What the task asks :: Reproduce the entries. Match every word.

Exercise inputs ::
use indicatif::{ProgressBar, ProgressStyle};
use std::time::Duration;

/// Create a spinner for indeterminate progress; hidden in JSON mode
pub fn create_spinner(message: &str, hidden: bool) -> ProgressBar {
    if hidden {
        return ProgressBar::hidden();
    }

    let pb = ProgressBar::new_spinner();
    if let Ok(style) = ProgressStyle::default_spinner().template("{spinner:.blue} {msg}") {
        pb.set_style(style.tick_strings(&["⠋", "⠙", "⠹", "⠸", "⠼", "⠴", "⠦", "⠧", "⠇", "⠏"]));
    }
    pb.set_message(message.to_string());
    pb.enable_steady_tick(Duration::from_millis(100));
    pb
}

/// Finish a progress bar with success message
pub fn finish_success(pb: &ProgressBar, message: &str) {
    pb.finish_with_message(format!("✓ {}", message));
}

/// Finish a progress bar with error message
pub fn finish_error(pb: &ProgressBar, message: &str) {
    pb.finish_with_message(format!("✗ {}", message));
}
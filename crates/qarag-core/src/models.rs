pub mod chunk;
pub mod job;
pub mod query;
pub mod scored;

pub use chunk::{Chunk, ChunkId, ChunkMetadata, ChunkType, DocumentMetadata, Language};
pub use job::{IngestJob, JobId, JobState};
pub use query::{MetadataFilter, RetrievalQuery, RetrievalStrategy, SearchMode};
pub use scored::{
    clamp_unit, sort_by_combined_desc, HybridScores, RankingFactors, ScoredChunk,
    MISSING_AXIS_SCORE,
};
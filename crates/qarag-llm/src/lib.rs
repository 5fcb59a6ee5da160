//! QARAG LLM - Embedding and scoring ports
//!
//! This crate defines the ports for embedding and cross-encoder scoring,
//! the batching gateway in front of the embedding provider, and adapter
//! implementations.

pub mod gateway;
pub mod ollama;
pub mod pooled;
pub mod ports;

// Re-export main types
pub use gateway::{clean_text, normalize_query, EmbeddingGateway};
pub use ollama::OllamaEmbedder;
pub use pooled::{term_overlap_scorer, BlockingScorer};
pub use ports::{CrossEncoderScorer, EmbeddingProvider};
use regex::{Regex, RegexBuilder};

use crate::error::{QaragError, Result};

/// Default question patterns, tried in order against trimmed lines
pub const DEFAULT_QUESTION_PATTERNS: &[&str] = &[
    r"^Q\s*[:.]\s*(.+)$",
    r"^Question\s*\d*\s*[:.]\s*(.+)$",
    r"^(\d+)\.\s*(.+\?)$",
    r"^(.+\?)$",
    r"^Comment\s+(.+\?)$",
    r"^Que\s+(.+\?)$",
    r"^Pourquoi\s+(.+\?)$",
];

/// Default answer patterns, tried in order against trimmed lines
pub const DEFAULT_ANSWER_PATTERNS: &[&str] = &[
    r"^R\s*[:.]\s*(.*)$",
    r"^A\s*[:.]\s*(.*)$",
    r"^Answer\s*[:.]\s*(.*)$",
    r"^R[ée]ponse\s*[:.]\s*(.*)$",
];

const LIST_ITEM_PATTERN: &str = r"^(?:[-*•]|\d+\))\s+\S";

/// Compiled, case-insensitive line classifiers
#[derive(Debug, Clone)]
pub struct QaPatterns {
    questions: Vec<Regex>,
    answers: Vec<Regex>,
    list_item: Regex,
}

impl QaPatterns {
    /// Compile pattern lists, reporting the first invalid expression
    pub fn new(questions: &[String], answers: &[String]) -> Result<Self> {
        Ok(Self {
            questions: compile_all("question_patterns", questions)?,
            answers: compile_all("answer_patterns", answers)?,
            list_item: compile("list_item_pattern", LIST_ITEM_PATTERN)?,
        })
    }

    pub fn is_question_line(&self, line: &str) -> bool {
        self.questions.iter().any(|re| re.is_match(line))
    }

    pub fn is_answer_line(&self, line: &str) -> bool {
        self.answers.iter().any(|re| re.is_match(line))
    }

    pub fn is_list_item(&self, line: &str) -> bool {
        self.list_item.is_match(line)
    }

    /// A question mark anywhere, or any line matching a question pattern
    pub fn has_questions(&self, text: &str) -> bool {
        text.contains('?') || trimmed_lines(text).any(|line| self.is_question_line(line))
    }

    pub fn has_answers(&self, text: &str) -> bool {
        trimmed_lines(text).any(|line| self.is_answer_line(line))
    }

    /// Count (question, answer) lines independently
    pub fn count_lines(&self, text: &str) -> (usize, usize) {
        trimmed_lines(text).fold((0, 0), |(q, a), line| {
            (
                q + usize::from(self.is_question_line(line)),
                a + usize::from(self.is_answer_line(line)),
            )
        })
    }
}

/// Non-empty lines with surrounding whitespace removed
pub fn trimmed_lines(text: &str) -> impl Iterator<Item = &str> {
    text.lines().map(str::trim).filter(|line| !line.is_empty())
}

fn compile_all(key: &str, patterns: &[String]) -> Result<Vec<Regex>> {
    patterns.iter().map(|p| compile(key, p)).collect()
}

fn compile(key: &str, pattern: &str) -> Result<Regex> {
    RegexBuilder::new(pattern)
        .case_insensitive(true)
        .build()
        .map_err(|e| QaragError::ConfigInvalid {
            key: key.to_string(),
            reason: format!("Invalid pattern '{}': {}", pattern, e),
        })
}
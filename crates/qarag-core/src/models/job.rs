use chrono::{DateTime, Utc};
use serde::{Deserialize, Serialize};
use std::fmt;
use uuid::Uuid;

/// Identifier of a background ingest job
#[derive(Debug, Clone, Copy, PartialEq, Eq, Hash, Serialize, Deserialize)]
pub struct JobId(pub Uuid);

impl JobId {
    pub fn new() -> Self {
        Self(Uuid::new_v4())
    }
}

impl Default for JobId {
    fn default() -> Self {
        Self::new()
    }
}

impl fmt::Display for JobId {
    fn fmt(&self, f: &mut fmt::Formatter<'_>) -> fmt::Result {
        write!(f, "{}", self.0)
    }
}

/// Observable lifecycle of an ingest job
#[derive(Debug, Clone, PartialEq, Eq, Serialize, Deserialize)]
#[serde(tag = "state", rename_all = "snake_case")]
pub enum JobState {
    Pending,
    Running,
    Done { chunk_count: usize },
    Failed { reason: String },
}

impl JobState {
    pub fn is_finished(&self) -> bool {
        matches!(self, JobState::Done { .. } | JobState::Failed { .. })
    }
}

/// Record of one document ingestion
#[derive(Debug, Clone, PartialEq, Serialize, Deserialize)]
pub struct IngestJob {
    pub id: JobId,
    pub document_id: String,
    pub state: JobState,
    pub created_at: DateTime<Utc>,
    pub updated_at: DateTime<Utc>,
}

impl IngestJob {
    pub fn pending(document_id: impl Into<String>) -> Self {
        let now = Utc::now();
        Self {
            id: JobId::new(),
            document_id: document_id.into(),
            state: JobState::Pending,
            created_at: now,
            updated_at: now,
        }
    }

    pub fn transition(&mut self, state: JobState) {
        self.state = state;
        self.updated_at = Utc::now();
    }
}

Task response ::
use indicatif::{ProgressBar, ProgressStyle};
use std::time::Duration;

/// Create a spinner for indeterminate progress; hidden in JSON mode
pub fn create_spinner(message: &str, hidden: bool) -> ProgressBar {
    if hidden {
        return ProgressBar::hidden();
    }

    let pb = ProgressBar::new_spinner();
    if let Ok(style) = ProgressStyle::default_spinner().template("{spinner:.blue} {msg}") {
        pb.set_style(style.tick_strings(&["⠋", "⠙", "⠹", "⠸", "⠼", "⠴", "⠦", "⠧", "⠇", "⠏"]));
    }
    pb.set_message(message.to_string());
    pb.enable_steady_tick(Duration::from_millis(100));
    pb
}

/// Finish a progress bar with success message
pub fn finish_success(pb: &ProgressBar, message: &str) {
    pb.finish_with_message(format!("✓ {}", message));
}

/// Finish a progress bar with error message
pub fn finish_error(pb: &ProgressBar, message: &str) {
    pb.finish_with_message(format!("✗ {}", message));
}
filename crates/qarag-core/src/models.rs
pub mod chunk;
pub mod job;
pub mod query;
pub mod scored;

pub use chunk::{Chunk, ChunkId, ChunkMetadata, ChunkType, DocumentMetadata, Language};
pub use job::{IngestJob, JobId, JobState};
pub use query::{MetadataFilter, RetrievalQuery, RetrievalStrategy, SearchMode};
pub use scored::{
    clamp_unit, sort_by_combined_desc, HybridScores, RankingFactors, ScoredChunk,
    MISSING_AXIS_SCORE,
};
filename crates/qarag-llm/src/lib.rs
repository 5fcb59a6ee5da160
//! QARAG LLM - Embedding and scoring ports
//!
//! This crate defines the ports for embedding and cross-encoder scoring,
//! the batching gateway in front of the embedding provider, and adapter
//! implementations.

pub mod gateway;
pub mod ollama;
pub mod pooled;
pub mod ports;

// Re-export main types
pub use gateway::{clean_text, normalize_query, EmbeddingGateway};
pub use ollama::OllamaEmbedder;
pub use pooled::{term_overlap_scorer, BlockingScorer};
pub use ports::{CrossEncoderScorer, EmbeddingProvider};
use regex::{Regex, RegexBuilder};

use crate::error::{QaragError, Result};

/// Default question patterns, tried in order against trimmed lines
pub const DEFAULT_QUESTION_PATTERNS: &[&str] = &[
    r"^Q\s*[:.]\s*(.+)$",
    r"^Question\s*\d*\s*[:.]\s*(.+)$",
    r"^(\d+)\.\s*(.+\?)$",
    r"^(.+\?)$",
    r"^Comment\s+(.+\?)$",
    r"^Que\s+(.+\?)$",
    r"^Pourquoi\s+(.+\?)$",
];

/// Default answer patterns, tried in order against trimmed lines
pub const DEFAULT_ANSWER_PATTERNS: &[&str] = &[
    r"^R\s*[:.]\s*(.*)$",
    r"^A\s*[:.]\s*(.*)$",
    r"^Answer\s*[:.]\s*(.*)$",
    r"^R[ée]ponse\s*[:.]\s*(.*)$",
];

const LIST_ITEM_PATTERN: &str = r"^(?:[-*•]|\d+\))\s+\S";

/// Compiled, case-insensitive line classifiers
#[derive(Debug, Clone)]
pub struct QaPatterns {
    questions: Vec<Regex>,
    answers: Vec<Regex>,
    list_item: Regex,
}

impl QaPatterns {
    /// Compile pattern lists, reporting the first invalid expression
    pub fn new(questions: &[String], answers: &[String]) -> Result<Self> {
        Ok(Self {
            questions: compile_all("question_patterns", questions)?,
            answers: compile_all("answer_patterns", answers)?,
            list_item: compile("list_item_pattern", LIST_ITEM_PATTERN)?,
        })
    }

    pub fn is_question_line(&self, line: &str) -> bool {
        self.questions.iter().any(|re| re.is_match(line))
    }

    pub fn is_answer_line(&self, line: &str) -> bool {
        self.answers.iter().any(|re| re.is_match(line))
    }

    pub fn is_list_item(&self, line: &str) -> bool {
        self.list_item.is_match(line)
    }

    /// A question mark anywhere, or any line matching a question pattern
    pub fn has_questions(&self, text: &str) -> bool {
        text.contains('?') || trimmed_lines(text).any(|line| self.is_question_line(line))
    }

    pub fn has_answers(&self, text: &str) -> bool {
        trimmed_lines(text).any(|line| self.is_answer_line(line))
    }

    /// Count (question, answer) lines independently
    pub fn count_lines(&self, text: &str) -> (usize, usize) {
        trimmed_lines(text).fold((0, 0), |(q, a), line| {
            (
                q + usize::from(self.is_question_line(line)),
                a + usize::from(self.is_answer_line(line)),
            )
        })
    }
}

/// Non-empty lines with surrounding whitespace removed
pub fn trimmed_lines(text: &str) -> impl Iterator<Item = &str> {
    text.lines().map(str::trim).filter(|line| !line.is_empty())
}

fn compile_all(key: &str, patterns: &[String]) -> Result<Vec<Regex>> {
    patterns.iter().map(|p| compile(key, p)).collect()
}

fn compile(key: &str, pattern: &str) -> Result<Regex> {
    RegexBuilder::new(pattern)
        .case_insensitive(true)
        .build()
        .map_err(|e| QaragError::ConfigInvalid {
            key: key.to_string(),
            reason: format!("Invalid pattern '{}': {}", pattern, e),
        })
}
filename crates/qarag-core/src/models/job.rs
use chrono::{DateTime, Utc};
use serde::{Deserialize, Serialize};
use std::fmt;
use uuid::Uuid;

/// Identifier of a background ingest job
#[derive(Debug, Clone, Copy, PartialEq, Eq, Hash, Serialize, Deserialize)]
pub struct JobId(pub Uuid);

impl JobId {
    pub fn new() -> Self {
        Self(Uuid::new_v4())
    }
}

impl Default for JobId {
    fn default() -> Self {
        Self::new()
    }
}

impl fmt::Display for JobId {
    fn fmt(&self, f: &mut fmt::Formatter<'_>) -> fmt::Result {
        write!(f, "{}", self.0)
    }
}

/// Observable lifecycle of an ingest job
#[derive(Debug, Clone, PartialEq, Eq, Serialize, Deserialize)]
#[serde(tag = "state", rename_all = "snake_case")]
pub enum JobState {
    Pending,
    Running,
    Done { chunk_count: usize },
    Failed { reason: String },
}

impl JobState {
    pub fn is_finished(&self) -> bool {
        matches!(self, JobState::Done { .. } | JobState::Failed { .. })
    }
}

/// Record of one document ingestion
#[derive(Debug, Clone, PartialEq, Serialize, Deserialize)]
pub struct IngestJob {
    pub id: JobId,
    pub document_id: String,
    pub state: JobState,
    pub created_at: DateTime<Utc>,
    pub updated_at: DateTime<Utc>,
}

impl IngestJob {
    pub fn pending(document_id: impl Into<String>) -> Self {
        let now = Utc::now();
        Self {
            id: JobId::new(),
            document_id: document_id.into(),
            state: JobState::Pending,
            created_at: now,
            updated_at: now,
        }
    }

    pub fn transition(&mut self, state: JobState) {
        self.state = state;
        self.updated_at = Utc::now();
    }
}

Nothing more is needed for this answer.